■ **WORK REQUEST**: Scan the entries below and state how many lines contain "CommitPayload". No other output.

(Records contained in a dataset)
//! Payloads carried by successful envelopes.

use serde::{Deserialize, Serialize};

use crate::fabric::{EndorsementResponse, OrderingRequest, Proposal, TransactionId};

/// Decoded query answers, one per payload returned by the peers.
#[derive(Debug, Clone, PartialEq, Eq, Serialize, Deserialize)]
pub struct QueryPayload {
    pub responses: Vec<String>,
}

/// Everything a later commit needs from an accepted proposal.
#[derive(Debug, Clone, PartialEq, Serialize, Deserialize)]
#[serde(rename_all = "camelCase")]
pub struct ProposalOutcome {
    pub tx_id: TransactionId,
    pub tx_id_string: String,
    pub proposal_responses: Vec<EndorsementResponse>,
    pub proposal: Proposal,
}

impl From<ProposalOutcome> for OrderingRequest {
    fn from(outcome: ProposalOutcome) -> Self {
        OrderingRequest {
            tx_id: outcome.tx_id,
            proposal_responses: outcome.proposal_responses,
            proposal: outcome.proposal,
        }
    }
}

/// Ordering service status, passed through unchanged.
#[derive(Debug, Clone, PartialEq, Eq, Serialize, Deserialize)]
#[serde(rename_all = "camelCase")]
pub struct CommitPayload {
    pub commit_status: String,
}

/// Whether a user is known to the client's credential store.
#[derive(Debug, Clone, PartialEq, Eq, Serialize, Deserialize)]
pub struct EnrollmentPayload {
    pub username: String,
    pub enrolled: bool,
}
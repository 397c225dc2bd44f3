//! Endorsement coordination subsystem.
//!
//! # Data Flow
//! ```text
//! caller (HTTP handler, CLI, library user)
//!     → service.rs (build request, call channel)
//!     → policy.rs (all-or-nothing endorsement decision)
//!     → envelope.rs (Success(payload) | Failure(message))
//!     → caller
//! ```
//!
//! # Design Decisions
//! - No operation returns an error or panics; failures become envelopes
//! - The accepted proposal payload is exactly the commit input
//! - No retries, caching or shared mutable state

pub mod envelope;
pub mod error;
pub mod payload;
pub mod policy;
pub mod service;

pub use envelope::ResultEnvelope;
pub use error::{CoordinatorError, CoordinatorResult};
pub use payload::{CommitPayload, EnrollmentPayload, ProposalOutcome, QueryPayload};
pub use policy::{
    build_proposal_result, build_query_result, classify, evaluate_endorsements, Decision, Verdict,
};
pub use service::EndorsementCoordinator;
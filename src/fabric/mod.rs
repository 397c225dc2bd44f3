//! Fabric client SDK integration subsystem.
//!
//! # Data Flow
//! ```text
//! NetworkConfig + SdkConfig
//!     → rest.rs (SDK gateway binding, timeouts)
//!     → client.rs (FabricClient / Channel contracts)
//!     → coordinator (query, propose, commit)
//! ```
//!
//! # Constraints
//! - Identity, signing and peer transport live behind the SDK
//! - Every SDK call is bounded by the configured timeout
//! - Unknown channels are reported, never created on the fly

pub mod client;
pub mod rest;
pub mod types;

pub use client::{Channel, FabricClient};
pub use rest::RestClient;
pub use types::{
    BroadcastResponse, ChaincodeArgs, ChaincodeResponse, Endorsement, EndorsementResponse,
    OrderingRequest, Proposal, ProposalRequest, SdkError, SdkResult, TransactionId, UserContext,
    ENDORSEMENT_OK,
};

■ **RESULT OF THIS TASK**: 2